Album

Hey Mr Ferryman

27 Gennaio 2017 cantautori

Pubblicato il 27 gennaio 2017, Hey Mr Ferryman è l’album di Mark Eitzel che segue a cinque anni di distanza Don’t Be a Stranger (e Glory, una raccolta di demo e home recording). Prodotta a stretto contatto con l’ex Suede Bernard Butler (che qui suona diversi strumenti oltre a produrre l’intero lavoro), la nuova prova si presenta rinnovata negli arrangiamenti (decisamente più “pieni”, orchestrati ed elettrici che in precedenza) ma in continuità con lo stile più basale del frontman degli American Music Club sospeso tra etereo songwriting di marca Tim Buckley, sobrie eleganze Leonard Cohen ed una vena nel solco del blueeyed soul più fumoso ed intimista che proprio in Inghilterra ha trovato la sua residenza più longeva.
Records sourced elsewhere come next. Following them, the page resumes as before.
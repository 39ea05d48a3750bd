//! Server-state cache coordinator
//!
//! Every backend resource sits behind one read path and three write paths:
//!
//! - [`CacheCoordinator::read`] serves fresh cached data, otherwise joins the
//!   single in-flight fetch for the key (starting one if needed). Transient
//!   failures are retried with exponential backoff.
//! - [`CacheCoordinator::create`], [`update`](CacheCoordinator::update) and
//!   [`delete`](CacheCoordinator::delete) run on a spawned task, so dropping
//!   the caller never cancels a write. On success every key of the resource
//!   and its dependents is invalidated; on failure the cache is untouched.
//!
//! Every request carries the session's bearer token. A 401 clears the
//! session and broadcasts [`SessionEvent::SignInRequired`].
//!
//! [`SessionEvent::SignInRequired`]: crate::session::SessionEvent::SignInRequired

mod resources;
mod subscription;

pub use resources::{Operation, Resource};
pub use subscription::Subscription;

use crate::cache::store::SharedFetch;
use crate::cache::{FetchResult, QueryCache, QueryKey, Scope};
use crate::config::{CacheConfig, ClientConfig};
use crate::session::Session;
use crate::transport::{ApiError, ApiRequest, Transport};
use futures::FutureExt;
use serde::de::DeserializeOwned;
use serde::Serialize;
use serde_json::Value;
use std::sync::{Arc, Mutex, MutexGuard, PoisonError, Weak};
use tokio::time::{sleep, timeout, Duration};

/// Coordinator tuning
#[derive(Debug, Clone, PartialEq)]
pub struct CoordinatorConfig {
    /// How long a fetched value is served without refetching
    pub stale_after: Duration,
    /// Extra attempts for transient read failures
    pub read_retries: u32,
    /// Extra attempts for transient update/delete failures (never for creates)
    pub write_retries: u32,
    /// Delay before the first retry; doubles on each further retry
    pub backoff_base: Duration,
    /// Upper bound on one request
    pub request_timeout: Duration,
}

impl Default for CoordinatorConfig {
    fn default() -> Self {
        Self {
            stale_after: Duration::from_secs(300),
            read_retries: 1,
            write_retries: 1,
            backoff_base: Duration::from_millis(200),
            request_timeout: Duration::from_secs(30),
        }
    }
}

impl CoordinatorConfig {
    pub fn from_config(cache: &CacheConfig, client: &ClientConfig) -> Self {
        Self {
            stale_after: Duration::from_secs(cache.stale_after_secs),
            read_retries: cache.read_retries,
            write_retries: cache.write_retries,
            backoff_base: Duration::from_millis(cache.backoff_base_ms),
            request_timeout: Duration::from_secs(client.timeout_secs),
        }
    }

    /// Backoff before retry number `attempt` (1-based)
    pub fn backoff(&self, attempt: u32) -> Duration {
        self.backoff_base * (1u32 << attempt.saturating_sub(1).min(5))
    }
}

/// How a request may be retried
#[derive(Debug, Clone, Copy)]
struct RetryPolicy {
    retries: u32,
    retry_timeouts: bool,
}

/// Cache coordinator handle (cheap to clone, shares one cache)
#[derive(Clone)]
pub struct CacheCoordinator {
    inner: Arc<Inner>,
}

struct Inner {
    transport: Arc<dyn Transport>,
    session: Session,
    cache: Mutex<QueryCache>,
    config: CoordinatorConfig,
}

impl CacheCoordinator {
    pub fn new(transport: Arc<dyn Transport>, session: Session, config: CoordinatorConfig) -> Self {
        Self {
            inner: Arc::new(Inner {
                transport,
                session,
                cache: Mutex::new(QueryCache::new()),
                config,
            }),
        }
    }

    pub fn session(&self) -> &Session {
        &self.inner.session
    }

    pub fn transport(&self) -> &Arc<dyn Transport> {
        &self.inner.transport
    }

    pub fn config(&self) -> &CoordinatorConfig {
        &self.inner.config
    }

    fn cache(&self) -> MutexGuard<'_, QueryCache> {
        self.inner.cache.lock().unwrap_or_else(PoisonError::into_inner)
    }

    /// Last fetched value for `key`, fresh or stale, without fetching
    pub fn peek(&self, key: &QueryKey) -> Option<Arc<Value>> {
        self.cache().peek(key)
    }

    pub fn is_fresh(&self, key: &QueryKey) -> bool {
        self.cache().is_fresh(key)
    }

    pub fn is_fetching(&self, key: &QueryKey) -> bool {
        self.cache().is_fetching(key)
    }

    pub fn cached_keys(&self) -> Vec<QueryKey> {
        self.cache().keys()
    }

    fn ensure_supported(&self, resource: Resource, operation: Operation) -> Result<(), ApiError> {
        if resource.supports(operation) {
            Ok(())
        } else {
            Err(ApiError::Unsupported { resource, operation })
        }
    }

    fn ensure_readable(&self, key: &QueryKey) -> Result<(), ApiError> {
        let operation = match key.scope {
            Scope::Id(_) => Operation::Get,
            Scope::All | Scope::Filter { .. } => Operation::List,
        };
        self.ensure_supported(key.resource, operation)
    }

    /// Read `key`, sharing any fetch already in flight for it
    pub async fn read(&self, key: QueryKey) -> FetchResult {
        self.ensure_readable(&key)?;

        let fetch = {
            let mut cache = self.cache();
            let slot = cache.slot_mut(&key);
            if let Some(value) = slot.fresh_value() {
                log::trace!("Cache hit for {}", key);
                return Ok(value);
            }
            match &slot.in_flight {
                Some(fetch) => {
                    log::trace!("Joining in-flight fetch for {}", key);
                    fetch.clone()
                }
                None => {
                    let fetch = self.start_fetch(key.clone(), slot.generation);
                    slot.in_flight = Some(fetch.clone());
                    fetch
                }
            }
        };

        fetch.await
    }

    /// Read `key` and decode it
    pub async fn read_as<T: DeserializeOwned>(&self, key: QueryKey) -> Result<T, ApiError> {
        let value = self.read(key.clone()).await?;
        T::deserialize(value.as_ref())
            .map_err(|e| ApiError::Decode(format!("Failed to decode {}: {}", key, e)))
    }

    /// Keep a live view of `key`, refreshed after every invalidation
    pub fn subscribe(&self, key: QueryKey) -> Result<Subscription, ApiError> {
        self.ensure_readable(&key)?;
        let receiver = self.cache().slot_mut(&key).watch.subscribe();
        if !self.is_fresh(&key) {
            self.spawn_refetch(vec![key.clone()]);
        }
        Ok(Subscription::new(key, receiver, self.clone()))
    }

    fn start_fetch(&self, key: QueryKey, generation: u64) -> SharedFetch {
        // Weak so an abandoned fetch parked in the cache does not keep the
        // coordinator alive
        let inner: Weak<Inner> = Arc::downgrade(&self.inner);
        async move {
            let Some(inner) = inner.upgrade() else {
                return Err(ApiError::Transport("Coordinator shut down".to_string()));
            };
            let this = CacheCoordinator { inner };

            log::debug!("Fetching {}", key);
            let policy =
                RetryPolicy { retries: this.inner.config.read_retries, retry_timeouts: true };
            let result = this.send(read_request(&key), policy).await.map(Arc::new);

            let stale_after = this.inner.config.stale_after;
            if !this.cache().settle(&key, generation, &result, stale_after) {
                log::debug!("Result for {} not cached: invalidated during fetch", key);
            }
            result
        }
        .boxed()
        .shared()
    }

    /// Create an entity; creates are never retried
    pub async fn create(&self, resource: Resource, payload: Value) -> Result<Value, ApiError> {
        self.ensure_supported(resource, Operation::Create)?;
        let policy = RetryPolicy { retries: 0, retry_timeouts: false };
        self.mutate(resource, ApiRequest::post(resource.path(), payload), policy).await
    }

    pub async fn update(
        &self,
        resource: Resource,
        id: &str,
        payload: Value,
    ) -> Result<Value, ApiError> {
        self.ensure_supported(resource, Operation::Update)?;
        let policy = RetryPolicy { retries: self.inner.config.write_retries, retry_timeouts: false };
        self.mutate(resource, ApiRequest::put(resource.item_path(id), payload), policy).await
    }

    pub async fn delete(&self, resource: Resource, id: &str) -> Result<Value, ApiError> {
        self.ensure_supported(resource, Operation::Delete)?;
        let policy = RetryPolicy { retries: self.inner.config.write_retries, retry_timeouts: false };
        self.mutate(resource, ApiRequest::delete(resource.item_path(id)), policy).await
    }

    /// Serialize `payload` and create it
    pub async fn create_as<T: Serialize>(
        &self,
        resource: Resource,
        payload: &T,
    ) -> Result<Value, ApiError> {
        let payload = encode(payload)?;
        self.create(resource, payload).await
    }

    pub async fn update_as<T: Serialize>(
        &self,
        resource: Resource,
        id: &str,
        payload: &T,
    ) -> Result<Value, ApiError> {
        let payload = encode(payload)?;
        self.update(resource, id, payload).await
    }

    async fn mutate(
        &self,
        resource: Resource,
        request: ApiRequest,
        policy: RetryPolicy,
    ) -> Result<Value, ApiError> {
        let this = self.clone();
        let write = tokio::spawn(async move {
            let (method, path) = (request.method, request.path.clone());
            let result = this.send(request, policy).await;
            match &result {
                Ok(_) => {
                    log::info!("{} {} succeeded", method, path);
                    this.invalidate(resource);
                }
                Err(e) => log::warn!("{} {} failed: {}", method, path, e),
            }
            result
        });

        write.await.map_err(|e| ApiError::Transport(format!("Write task failed: {}", e)))?
    }

    /// Mark every key of `resource` and its dependents stale and refetch
    /// the ones with live subscribers
    pub fn invalidate(&self, resource: Resource) {
        let resources = resource.invalidation_set();
        let refetch = self.cache().invalidate(&resources);
        log::debug!("Invalidated {:?}; refetching {} subscribed keys", resources, refetch.len());
        self.spawn_refetch(refetch);
    }

    /// Drop all cached data
    pub fn clear(&self) {
        self.cache().clear();
        log::debug!("Cache cleared");
    }

    fn spawn_refetch(&self, keys: Vec<QueryKey>) {
        if keys.is_empty() {
            return;
        }
        let Ok(handle) = tokio::runtime::Handle::try_current() else {
            log::debug!("No runtime available; {} keys refetch on next read", keys.len());
            return;
        };
        for key in keys {
            let this = self.clone();
            handle.spawn(async move {
                if let Err(e) = this.read(key.clone()).await {
                    log::warn!("Background refetch of {} failed: {}", key, e);
                }
            });
        }
    }

    async fn send(&self, request: ApiRequest, policy: RetryPolicy) -> Result<Value, ApiError> {
        let mut attempt = 0;
        loop {
            match self.send_once(request.clone()).await {
                Ok(value) => return Ok(value),
                Err(e) => {
                    let retryable = e.is_transient()
                        && (policy.retry_timeouts || !matches!(e, ApiError::Timeout(_)));
                    if !retryable || attempt >= policy.retries {
                        return Err(e);
                    }
                    attempt += 1;
                    let backoff = self.inner.config.backoff(attempt);
                    log::warn!(
                        "{} {} failed: {} (retry {} of {} in {:?})",
                        request.method,
                        request.path,
                        e,
                        attempt,
                        policy.retries,
                        backoff
                    );
                    sleep(backoff).await;
                }
            }
        }
    }

    async fn send_once(&self, request: ApiRequest) -> Result<Value, ApiError> {
        let token = self.inner.session.token().await.ok_or(ApiError::SignedOut)?;
        let request = request.with_bearer(token.clone());

        let limit = self.inner.config.request_timeout;
        let response = match timeout(limit, self.inner.transport.execute(request)).await {
            Ok(result) => result?,
            Err(_) => return Err(ApiError::Timeout(limit)),
        };

        if response.status == 401 {
            // Concurrent rejections of the same token expire the session once
            if self.inner.session.token().await.as_deref() == Some(token.as_str()) {
                self.inner.session.expire().await;
            }
            return Err(ApiError::Unauthorized);
        }
        if !response.is_success() {
            return Err(ApiError::from_response(response.status, &response.body));
        }
        Ok(response.body)
    }
}

fn read_request(key: &QueryKey) -> ApiRequest {
    match &key.scope {
        Scope::All => ApiRequest::get(key.resource.path()),
        Scope::Id(id) => ApiRequest::get(key.resource.item_path(id)),
        Scope::Filter { param, value } => {
            ApiRequest::get(key.resource.path()).with_query(param.clone(), value.clone())
        }
    }
}

fn encode<T: Serialize>(payload: &T) -> Result<Value, ApiError> {
    serde_json::to_value(payload)
        .map_err(|e| ApiError::Decode(format!("Failed to encode payload: {}", e)))
}

#[cfg(test)]
mod tests;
Accanto ad un Butler in gran spolvero, che appone anche un tocco propriamente visivo e cinematografico alla grana sonora (in tandem con la copertina coordinata à la True Detective), l’Eitzel “britannico” apre la porta ed esce in strada soffiando fumo e polveri dai mobili di casa. Lontano dalle camere dei Motel e dal fumo dei jazz club, il songwriter si abbandona all’idea di un viaggio kerouachiano senza dimenticare tappe di raccoglimento e riflessione tanto che ora accostarlo ai Prefab Sprout (An Answer), al Roger Waters primi 80s (The Road, la stra pinkfloyidiana Mr Humphries) o, sotto sotto, al più classico ed eterno Van Morrison, non è per niente fuori luogo. Non ultimo, da citare c’è anche The Singer, dedicata al compianto Jason Molina / Songs: Ohia, canzone che ricorda da (molto) vicino il Ben Watt di Fever Dream, non a caso registrato ai RAK Studios di Londra assieme a Butler.